(REQUIREMENT) Set out the records again, keeping every word as it is.

[Stored data]

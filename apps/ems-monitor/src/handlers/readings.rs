//! 读数查询 handlers
//!
//! - GET /api/readings
//! - GET /api/readings/latest

use crate::AppState;
use crate::utils::response::{ok, reading_to_dto, storage_error};
use crate::utils::{check_range, normalize_optional, parse_order, parse_reading_limit};
use api_contract::{ReadingDto, ReadingsQuery};
use axum::{
    extract::{Query, State},
    response::Response,
};
use ems_storage::ReadingQuery;

pub async fn list_readings(
    State(state): State<AppState>,
    Query(query): Query<ReadingsQuery>,
) -> Response {
    let equipment_id = match normalize_optional(query.equipment_id, "equipmentId") {
        Ok(value) => value,
        Err(response) => return response,
    };
    let area_id = match normalize_optional(query.area_id, "areaId") {
        Ok(value) => value,
        Err(response) => return response,
    };
    if let Err(response) = check_range(query.from, query.to) {
        return response;
    }
    let limit = match parse_reading_limit(query.limit) {
        Ok(limit) => limit,
        Err(response) => return response,
    };
    let order = match parse_order(query.order.as_deref()) {
        Ok(order) => order,
        Err(response) => return response,
    };

    match state
        .readings
        .query_readings(ReadingQuery {
            from_ms: query.from,
            to_ms: query.to,
            equipment_id,
            area_id,
            limit,
            order,
            ..ReadingQuery::default()
        })
        .await
    {
        Ok(items) => ok(items.into_iter().map(reading_to_dto).collect::<Vec<ReadingDto>>()),
        Err(err) => storage_error(err),
    }
}

/// 每个 (设备, 表计) 的最新一条读数。
pub async fn list_latest_readings(State(state): State<AppState>) -> Response {
    match state.latest.list_latest().await {
        Ok(items) => ok(items.into_iter().map(reading_to_dto).collect::<Vec<ReadingDto>>()),
        Err(err) => storage_error(err),
    }
}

(SOLUTION TO THIS EXERCISE)
filename apps/ems-monitor/src/handlers/readings.rs
//! 读数查询 handlers
//!
//! - GET /api/readings
//! - GET /api/readings/latest

use crate::AppState;
use crate::utils::response::{ok, reading_to_dto, storage_error};
use crate::utils::{check_range, normalize_optional, parse_order, parse_reading_limit};
use api_contract::{ReadingDto, ReadingsQuery};
use axum::{
    extract::{Query, State},
    response::Response,
};
use ems_storage::ReadingQuery;

pub async fn list_readings(
    State(state): State<AppState>,
    Query(query): Query<ReadingsQuery>,
) -> Response {
    let equipment_id = match normalize_optional(query.equipment_id, "equipmentId") {
        Ok(value) => value,
        Err(response) => return response,
    };
    let area_id = match normalize_optional(query.area_id, "areaId") {
        Ok(value) => value,
        Err(response) => return response,
    };
    if let Err(response) = check_range(query.from, query.to) {
        return response;
    }
    let limit = match parse_reading_limit(query.limit) {
        Ok(limit) => limit,
        Err(response) => return response,
    };
    let order = match parse_order(query.order.as_deref()) {
        Ok(order) => order,
        Err(response) => return response,
    };

    match state
        .readings
        .query_readings(ReadingQuery {
            from_ms: query.from,
            to_ms: query.to,
            equipment_id,
            area_id,
            limit,
            order,
            ..ReadingQuery::default()
        })
        .await
    {
        Ok(items) => ok(items.into_iter().map(reading_to_dto).collect::<Vec<ReadingDto>>()),
        Err(err) => storage_error(err),
    }
}

/// 每个 (设备, 表计) 的最新一条读数。
pub async fn list_latest_readings(State(state): State<AppState>) -> Response {
    match state.latest.list_latest().await {
        Ok(items) => ok(items.into_iter().map(reading_to_dto).collect::<Vec<ReadingDto>>()),
        Err(err) => storage_error(err),
    }
}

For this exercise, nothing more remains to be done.